Il morale di un Paese intero è sotto ai tacchi, e ci resterà per un bel po’: giusto il tempo (?) di smaltire una delusione Mondiale che l’intera Italia sperava di non dover vivere.
Pensare che la prossima estate l’Italia non sarà ai Mondiali è davvero cosa da non raccapezzarcisi; eppure bisognerà farci il callo, a quest’amarezza; cercare di sopravvivere all’ennesima vagonata che la storia ha recapitato addosso al disastrato calcio italiano.
LA STORIA CHE SI RIPETE: UNA NUOVA ONTA DA LAVARE. Era dal ’58 che la Nazionale non steccava l’appuntamento con l’evento calcistico più importante del globo. Ma era, appunto, il ’58: quella era una Nazionale non ancora del tutto ripresasi dall’incredibile tragedia di Superga, che aveva affossato per sempre la forza e il talento del Grande Torino che di quell’Italia costituiva l’ossatura primigenia.
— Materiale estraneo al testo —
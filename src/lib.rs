//! Tiered Cache - A two-tier TTL cache for application clients
//!
//! Keeps a process-local memory tier in front of a namespaced persistent
//! tier, with wildcard invalidation and fetch-or-populate helpers.

pub mod cache;
pub mod config;
pub mod error;
pub mod storage;
pub mod tasks;

pub use cache::{CacheManager, CacheOptions, PreloadItem, SetOutcome};
pub use config::CacheConfig;
pub use tasks::spawn_sweep_task;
Da oggi però, all’Irlanda del Nord del 1957, alla Corea del Nord del “tregendario” Pak Doo-Ik del 1966, alla Nuova Zelanda del 2010 e alla Costa Rica del 2014, si è aggiunta una nuova onta da lavare: Svezia 2017. A futura memoria. Il baratro che si è aperto sotto ai piedi degli azzurri ha però radici più o meno lontane, più o meno remote.
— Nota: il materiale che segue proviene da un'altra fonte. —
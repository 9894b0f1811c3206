//! Background Tasks Module
//!
//! Contains background tasks that run periodically alongside the cache.
//!
//! # Tasks
//! - Stale sweep: Removes stale entries from both cache tiers at configured intervals

mod sweep;

pub use sweep::spawn_sweep_task;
VENTURA, L’UOMO DEBOLE AL COMANDO DI UN TEAM SFILACCIATO. Il primo fattore ha un nome e un cognome. Sarà perché, in casi del genere, a farne le spese è sempre colui che siede in panchina, colui che diventa la vittima sacrificale, l’agnello che dovrebbe togliere i peccati del calcio. Sia chiaro che questo non vuole essere un processo, ma è altrettanto chiaro che Gian Piero Ventura è fra gli artefici principali della catastrofe azzurra.
L’uomo venuto dalla provincia non ha mai convinto del tutto tifosi e addetti ai lavori, con la squadra che ha dimostrato di non seguirlo (o volerlo seguire?) quando ha tentato di importare l’ultraoffensivo 4-2-4 in un ambiente, quello azzurro, che aveva invece ormai fatto del 3-5-2 di contiana memoria il suo abito culo e camicia.
La gestione insufficiente del post-Madrid ha fatto ulteriormente vacillare la posizione del tecnico ligure, che da allora a discapito delle sue dichiarazioni è apparso molto meno risoluto e certo nei suoi mezzi e in quelli dei suoi calciatori. Provare per credere la querelle con De Rossi stasera in panchina: quando a DDR è stato detto di scaldarsi per entrare, il romanista ha scosso la testa e non gradito, sostenendo poi che avrebbe preferito che entrasse il più offensivo Insigne. Scambi di vedute o difetti di comunicazione che il resto della Nazionale ha percepito e che chissà quante altre volte sono capitati dietro le quinte. Ventura ora paga com’è giusto che paghi: come uomo la cui prossemica, in queste settimane, non ha mai tradito. Umanamente, sia chiaro, dispiace, ma purtroppo è questo il gioco delle parti.